La ville de Paris propose un guide sur l’économie circulaire des lieux culturels qui dispense les conseils suivants :
- Développer la sobriété (en matériaux et consommation), en lien avec les artistes, des scénographies et spectacles,
- Produire des matériels scénographiques démontables pour faciliter la réutilisation ou le recyclage des éléments, et éviter d’avoir un principe constructif à usage unique,
- Promouvoir l’approvisionnement en matériels d’occasions, nécessitant en amont d’identifier les lieux où se procurer en biens de réemploi. Il faut aussi utiliser des matériaux intégrant une part de matière recyclée.
Mais ce début d’élan (léger euphémisme) peut être freiné par des considérations juridiques.
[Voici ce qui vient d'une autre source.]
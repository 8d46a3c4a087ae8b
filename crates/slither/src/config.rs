//! Application configuration (window, presentation). Loaded from config.ron at startup.

use serde::{Deserialize, Serialize};
use std::path::{Path, PathBuf};

/// Window and presentation settings. Loaded from `config.ron` in the current directory.
#[derive(Debug, Clone, PartialEq, Serialize, Deserialize)]
pub struct AppConfig {
    /// Window width in logical pixels.
    #[serde(default = "default_window_width")]
    pub window_width: u32,
    /// Window height in logical pixels.
    #[serde(default = "default_window_height")]
    pub window_height: u32,
    #[serde(default = "default_title")]
    pub title: String,
    /// Enable vsync.
    #[serde(default = "default_true")]
    pub vsync: bool,
    /// Background RGB.
    #[serde(default)]
    pub clear_color: [f32; 3],
}

fn default_window_width() -> u32 {
    800
}
fn default_window_height() -> u32 {
    600
}
fn default_title() -> String {
    "Slither".to_string()
}
fn default_true() -> bool {
    true
}

impl Default for AppConfig {
    fn default() -> Self {
        Self {
            window_width: default_window_width(),
            window_height: default_window_height(),
            title: default_title(),
            vsync: default_true(),
            clear_color: [0.0; 3],
        }
    }
}

impl AppConfig {
    /// Load config from `config.ron`. If the file is missing or invalid, returns default config.
    pub fn load() -> Self {
        Self::load_from(&config_path())
    }

    pub fn load_from(path: &Path) -> Self {
        match std::fs::read_to_string(path) {
            Ok(data) => Self::parse(&data).unwrap_or_else(|e| {
                log::warn!("Invalid config at {:?}: {}, using defaults", path, e);
                Self::default()
            }),
            Err(_) => Self::default(),
        }
    }

    pub fn parse(data: &str) -> Result<Self, ron::error::SpannedError> {
        ron::from_str(data)
    }
}

fn config_path() -> PathBuf {
    std::env::current_dir()
        .unwrap_or_else(|_| PathBuf::from("."))
        .join("config.ron")
}

#[cfg(test)]
mod tests {
    use super::*;

    #[test]
    fn missing_fields_take_defaults() {
        let config = AppConfig::parse("(title: \"Snake\")").unwrap();
        assert_eq!(config.title, "Snake");
        assert_eq!(config.window_width, 800);
        assert_eq!(config.window_height, 600);
        assert!(config.vsync);
        assert_eq!(config.clear_color, [0.0, 0.0, 0.0]);
    }

    #[test]
    fn full_file_parses() {
        let data = r#"(
            window_width: 1024,
            window_height: 768,
            title: "S",
            vsync: false,
            clear_color: (0.1, 0.2, 0.3),
        )"#;
        let config = AppConfig::parse(data).unwrap();
        assert_eq!(config.window_width, 1024);
        assert!(!config.vsync);
        assert_eq!(config.clear_color, [0.1, 0.2, 0.3]);
    }

    #[test]
    fn garbage_is_an_error() {
        assert!(AppConfig::parse("window_width = 3").is_err());
    }

    #[test]
    fn missing_file_gives_defaults() {
        let path = std::env::temp_dir().join("slither-config-that-does-not-exist.ron");
        assert_eq!(AppConfig::load_from(&path), AppConfig::default());
    }

    #[test]
    fn invalid_file_gives_defaults() {
        let name = format!("slither-bad-config-{}.ron", std::process::id());
        let path = std::env::temp_dir().join(name);
        std::fs::write(&path, "not ron at all {").unwrap();
        assert_eq!(AppConfig::load_from(&path), AppConfig::default());
        let _ = std::fs::remove_file(&path);
    }
}
//! Draw commands: the boundary between the simulation and the GPU.

use crate::vertex::InstanceData;
use engine_core::{Color, Transform};
use glam::Vec3;
use procgen::{FanMesh, FanRange};

/// Opaque handle to a mesh owned by the renderer.
#[derive(Debug, Clone, Copy, PartialEq, Eq, Hash, PartialOrd, Ord)]
pub struct MeshHandle(pub u32);

/// How a vertex range is assembled into primitives.
#[derive(Debug, Clone, Copy, PartialEq, Eq, Default)]
pub enum DrawMode {
    /// Triangles around the first vertex of the range.
    #[default]
    TriangleFan,
}

/// One draw of one fan of a mesh with its own transform and color.
#[derive(Debug, Clone, Copy, PartialEq)]
pub struct DrawCommand {
    pub mesh: MeshHandle,
    pub fan: FanRange,
    pub position: Vec3,
    pub dimensions: Vec3,
    pub angle: f32,
    pub color: Color,
    pub mode: DrawMode,
}

impl DrawCommand {
    /// Model transform of this draw: `translate(position) * rotate_z(angle) * scale(dimensions)`.
    pub fn transform(&self) -> Transform {
        Transform::new(self.position, self.angle, self.dimensions)
    }

    /// Per-instance GPU data for this draw.
    pub fn instance(&self) -> InstanceData {
        InstanceData::new(self.transform().to_matrix().to_cols_array_2d(), self.color.to_rgba())
    }
}

/// Anything that can take procedural fan meshes and hand back handles to them.
pub trait MeshUploader {
    fn upload_fan_mesh(&mut self, mesh: &FanMesh) -> MeshHandle;
}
En effet, la réglementation des établissements recevant du public (ERP), qui a été conçue dans le contexte des années 1980, pour une chaîne d’approvisionnement relevant de l’économie linéaire, est aujourd’hui difficilement transposable dans les nouvelles filières circulaires.
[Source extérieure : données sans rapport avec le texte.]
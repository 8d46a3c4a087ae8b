//! Per-frame chain update: steer the head, drag the followers, grow the tail, carry the eyes.
//!
//! Step sizes are fixed per frame and deliberately not scaled by frame time.

use crate::snake::{
    ChainState, Segment, ARRIVAL_EPSILON, HEAD_SPEED, MAX_DISTANCE, MIN_DISTANCE, SMOOTH_FACTOR,
};
use glam::{Vec2, Vec3};
use renderer::MeshUploader;
use std::f32::consts::FRAC_PI_2;

/// What the chain needs from the outside world for one frame.
#[derive(Debug, Clone, Copy, Default, PartialEq)]
pub struct FrameInput {
    /// Pointer in world units, origin bottom-left.
    pub pointer: Vec2,
    /// One-shot request for a new tail segment. Cleared by [`step`].
    pub append_segment: bool,
}

/// Advance the chain by one frame.
pub fn step(chain: &mut ChainState, input: &mut FrameInput, meshes: &mut impl MeshUploader) {
    steer_head(chain, input.pointer.extend(0.0));
    propagate_followers(&mut chain.segments);

    if std::mem::take(&mut input.append_segment) {
        chain.append(meshes);
    }

    chain.sync_eyes();
}

/// Point the head at `target` and move it `HEAD_SPEED` toward it.
/// A zero-length offset leaves position, angle and heading untouched.
fn steer_head(chain: &mut ChainState, target: Vec3) {
    let head = &mut chain.segments[0];
    let offset = target - head.position;
    let Some(dir) = offset.try_normalize() else {
        return;
    };

    // Meshes face +Y, atan2 measures from +X.
    let target_angle = dir.y.atan2(dir.x) - FRAC_PI_2;

    if offset.length() > ARRIVAL_EPSILON {
        head.position += HEAD_SPEED * dir;
    }
    head.angle = target_angle;
    chain.heading = dir;
}

/// Pull each follower toward its band around the (already moved) segment ahead of it.
///
/// Below `MIN_DISTANCE` the correction `(dist - MIN_DISTANCE) * dir` is negative and
/// pushes the follower away; above `MAX_DISTANCE` it pulls the follower in. The step
/// is then eased by a rate proportional to the gap.
fn propagate_followers(segments: &mut [Segment]) {
    for i in 1..segments.len() {
        let leader = segments[i - 1].position;
        let follower = &mut segments[i];

        let gap = leader - follower.position;
        let dist = gap.length();
        let Some(dir) = gap.try_normalize() else {
            continue;
        };

        let correction = if dist < MIN_DISTANCE {
            dist - MIN_DISTANCE
        } else if dist > MAX_DISTANCE {
            dist - MAX_DISTANCE
        } else {
            0.0
        };
        let target = follower.position + correction * dir;

        let dynamic_smooth = SMOOTH_FACTOR * (dist / MAX_DISTANCE);
        follower.position = follower.position.lerp(target, dynamic_smooth);
    }
}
Parmi ces règles, il est notamment prévu que les matériaux utilisés dans la construction et les aménagements intérieurs doivent présenter des qualités de réaction et de résistance au feu et pour cela doivent passer de nombreux test et essais
. De plus, «
les constructeurs, propriétaires, installateurs et exploitants sont tenus de s’assurer que ces essais et vérifications ont eu lieu. »[4]
En pratique les matériaux de réemploi induisent deux principaux risques :
- Une incertitude sur leur qualité de réaction au feu au regard de l’absence de documentation ;
- Une incertitude sur le maintien des performances évaluées dans le cadre des essais réalisés lors de leur mise initiale sur le marché pour leur nouvel emploi, selon la durée de vie précédente et les éventuelles modifications subies.
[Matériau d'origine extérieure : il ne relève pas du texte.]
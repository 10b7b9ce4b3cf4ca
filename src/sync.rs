//! # Sync Orchestrator
//!
//! Drives a complete sync run. For every repository entry, in configuration
//! order:
//!
//! 1.  **Destination**: compose `{docs_root}/{collection}/{target_subdir?}/{title}`.
//! 2.  **Workspace**: acquire a fresh temporary directory for this repository.
//! 3.  **Fetch**: materialize the repository into the workspace.
//! 4.  **Extract**: copy the docs path from the workspace into the destination.
//! 5.  **Release**: remove the workspace, whatever happened in 2-4.
//!
//! Failures are contained per repository. A workspace, fetch or extract error
//! is logged against the repository title, recorded in the [`SyncReport`],
//! and the run moves on to the next entry. Nothing in here returns an error
//! for the run as a whole; only loading the configuration can do that.
//!
//! ## Parallelism
//!
//! Repositories share no state besides the destination tree, so with
//! `jobs > 1` they are processed on a bounded `rayon` pool. Every per-repo
//! guarantee above still holds and the report keeps configuration order.

use std::path::{Path, PathBuf};

use log::{info, warn};
use rayon::prelude::*;

use crate::config::{Collection, RepoEntry, RepositoriesConfig};
use crate::error::{Error, Result};
use crate::extract::{extract, ExtractOutcome};
use crate::fetch::{Fetcher, GitFetcher};
use crate::workspace::WorkspaceManager;

/// What happened to one repository during a run.
#[derive(Debug, Clone, PartialEq, Eq)]
pub enum RepoStatus {
    /// Docs were copied into the destination.
    Copied { files: usize },
    /// The docs path does not exist in the repository.
    Skipped,
    /// Workspace, fetch or extract failed; carries the error message.
    Failed(String),
}

/// Outcome of one repository entry.
#[derive(Debug, Clone, PartialEq, Eq)]
pub struct RepoOutcome {
    pub collection: String,
    pub title: String,
    pub destination: PathBuf,
    pub status: RepoStatus,
}

/// Per-repository outcomes of a run, in configuration order.
#[derive(Debug, Clone, Default)]
pub struct SyncReport {
    outcomes: Vec<RepoOutcome>,
}

impl SyncReport {
    pub fn outcomes(&self) -> &[RepoOutcome] {
        &self.outcomes
    }

    pub fn copied(&self) -> usize {
        self.count(|s| matches!(s, RepoStatus::Copied { .. }))
    }

    pub fn skipped(&self) -> usize {
        self.count(|s| matches!(s, RepoStatus::Skipped))
    }

    pub fn failed(&self) -> usize {
        self.count(|s| matches!(s, RepoStatus::Failed(_)))
    }

    pub fn has_failures(&self) -> bool {
        self.failed() > 0
    }

    fn count(&self, predicate: impl Fn(&RepoStatus) -> bool) -> usize {
        self.outcomes.iter().filter(|o| predicate(&o.status)).count()
    }
}

/// The main entry point for syncing docs.
pub struct SyncOrchestrator {
    docs_root: PathBuf,
    workspaces: WorkspaceManager,
    fetcher: Box<dyn Fetcher>,
    jobs: usize,
}

impl SyncOrchestrator {
    /// Creates an orchestrator writing under `docs_root`.
    pub fn new(
        docs_root: impl Into<PathBuf>,
        workspaces: WorkspaceManager,
        fetcher: Box<dyn Fetcher>,
    ) -> Self {
        Self {
            docs_root: docs_root.into(),
            workspaces,
            fetcher,
            jobs: 1,
        }
    }

    /// Creates an orchestrator using `git` and the system temp directory.
    pub fn with_defaults(docs_root: impl Into<PathBuf>) -> Self {
        Self::new(docs_root, WorkspaceManager::system(), Box::new(GitFetcher))
    }

    /// Process up to `jobs` repositories at a time (minimum 1).
    pub fn with_jobs(mut self, jobs: usize) -> Self {
        self.jobs = jobs.max(1);
        self
    }

    pub fn docs_root(&self) -> &Path {
        &self.docs_root
    }

    /// Sync every repository in `config`.
    pub fn run(&self, config: &RepositoriesConfig) -> SyncReport {
        let entries: Vec<(&Collection, &RepoEntry)> = config.entries().collect();

        let outcomes: Vec<RepoOutcome> = if self.jobs > 1 && entries.len() > 1 {
            match rayon::ThreadPoolBuilder::new().num_threads(self.jobs).build() {
                Ok(pool) => pool.install(|| {
                    entries
                        .par_iter()
                        .map(|(collection, repo)| self.sync_repo(collection, repo))
                        .collect()
                }),
                Err(e) => {
                    warn!("Could not start {} workers, syncing sequentially: {}", self.jobs, e);
                    self.run_sequential(&entries)
                }
            }
        } else {
            self.run_sequential(&entries)
        };

        info!("All done!");
        SyncReport { outcomes }
    }

    fn run_sequential(&self, entries: &[(&Collection, &RepoEntry)]) -> Vec<RepoOutcome> {
        entries
            .iter()
            .map(|(collection, repo)| self.sync_repo(collection, repo))
            .collect()
    }

    /// Process one repository; never fails, the outcome says what happened.
    fn sync_repo(&self, collection: &Collection, repo: &RepoEntry) -> RepoOutcome {
        let destination = repo.destination(&self.docs_root, &collection.name);
        info!("Syncing {} from {}", repo.title, repo.source_url);

        let status = match self.fetch_and_extract(collection, repo, &destination) {
            Ok(ExtractOutcome::Copied { files, .. }) => {
                info!("Copied docs for {} into {}", repo.title, destination.display());
                RepoStatus::Copied { files }
            }
            Ok(ExtractOutcome::Skipped) => {
                warn!(
                    "No \"{}\" directory found in {}, skipping",
                    repo.docs_path, repo.title
                );
                RepoStatus::Skipped
            }
            Err(e) => {
                warn!("Failed to sync {}: {}", repo.title, e);
                RepoStatus::Failed(e.to_string())
            }
        };

        RepoOutcome {
            collection: collection.name.clone(),
            title: repo.title.clone(),
            destination,
            status,
        }
    }

    fn fetch_and_extract(
        &self,
        collection: &Collection,
        repo: &RepoEntry,
        destination: &Path,
    ) -> Result<ExtractOutcome> {
        if !repo.has_usable_title() {
            return Err(Error::Extract {
                path: destination.to_path_buf(),
                message: format!("title {:?} does not name a directory", repo.title),
            });
        }

        let workspace = self.workspaces.acquire(&collection.name)?;

        let result = self
            .fetcher
            .fetch(&repo.source_url, workspace.path())
            .and_then(|()| extract(workspace.path(), &repo.docs_path, destination));

        workspace.release();
        result
    }
}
Les répercussions pénales que peuvent encourir les constructeurs, les propriétaires et les exploitants des ERP au cas où les matériaux de réemploi ne correspondent pas aux critères légaux sont un frein à l’application d’une stratégie d’économie circulaire dans les établissements.
Maintenant que ce cadre est posé, voyons quelles sont les difficultés du réemploi du mobilier scénographique d’un point de vue créatif et dans la conception de l’exposition. La scénographie est au cœur de chaque exposition. Au-delà̀ de la mise en valeur des collections, ou des discours, elle participe à la rencontre entre l’œuvre et le public. L’aménagement des espaces muséaux n’est donc pas neutre, il est unique pour chacune des expositions, où il doit être mise au service du sens. Cette vision classique incite à constamment produire de nouvelles scénographies pour surprendre le public et participer à la transmission d’un message mais, par là même présente une contradiction en termes de durabilité́. Comment allier renouvellement scénographique et éco-responsabilités ? Autrement dit, si les mobiliers scénographiques sont issus du réemploi et qu’ils ont été créés initialement pour raconter une autre histoire, comment les utiliser pour une nouvelle narration ? Comment créer une scénographie singulière avec des outils qui n’ont pas été pensés sur mesure ?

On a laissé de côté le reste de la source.